Poly(l-lactic acid)/organically modified vermiculite nanocomposites prepared by melt compounding: Effect of clay modification on microstructure and thermal properties

Abstract

In this work, vermiculite (VMT) was successfully modified by organic cation intercalation (oleyl bis(2-hydroxyethyl) methyl ammonium), silane grafting (glycidoxypropyl trimethoxy silane), and combining silane grafting and alkylammonium cation intercalation. The organically modified VMTs were melt compounded with poly(l-lactic acid) (PLLA), and the effect of the nanofiller concentration and type of modification of the VMT on the nanostructure and thermal properties of the PLLA/organo-VMT nanocomposites was investigated. The effect of the melt processing conditions used in the preparation of nanocomposites on the molecular weights of the polymer matrix was determined by gel permeation chromatography (GPC). The structure of the intercalated surfactant in the modified clays was characterized by X-ray diffraction (XRD) analysis. The morphology of the nanocomposites was examined by XRD and transmission and scanning electron microscopy (TEM, SEM). The thermal behavior of the clays and nanocomposites was analyzed by differential scanning calorimetry (DSC) and thermogravimetry (TGA), and microscale pyrolysis combustion calorimetry (PCFC) was used to measure the flammability of the nanocomposites. GPC analysis showed that the molecular weights of native and unfilled extruded PLLA were similar, while the incorporation of organo-VMTs resulted in a reduction of the PLLA molecular weights.
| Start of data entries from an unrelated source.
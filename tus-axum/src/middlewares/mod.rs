pub mod preflight;
pub mod tus_resumable;

pub use preflight::route_plain_options;
pub use tus_resumable::require_tus_resumable;
//! tusrs server: configuration and wiring for the `tus-server` binary.

pub mod app;

pub use app::{build, load_config, ServerSettings, ENV_PREFIX};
XRD and TEM investigations showed that exfoliation predominantly occurred in 2wt% nanocomposites, whereas intercalated structures together with exfoliated clays were observed with high contents of organoclays. The double modification of the clay resulted in a higher level of exfoliation, attributed to the enhanced interactions between the end groups of the PLLA and the clay containing the epoxy groups. DSC analysis showed that the glass transition and cold crystallization temperatures of nanocomposites were slightly lower than those of neat PLLA. The crystallization enthalpies increased with the addition of organo-VMTs. However, the crystallinity of the PLLA was unaffected by the addition of clays, only the crystal size and perfection were affected. The nanocomposites prepared with 2wt% of organoclays displayed increased thermal stability. The flammability test revealed that no significant reduction of fire hazards was caused by the presence of organo-VMTs.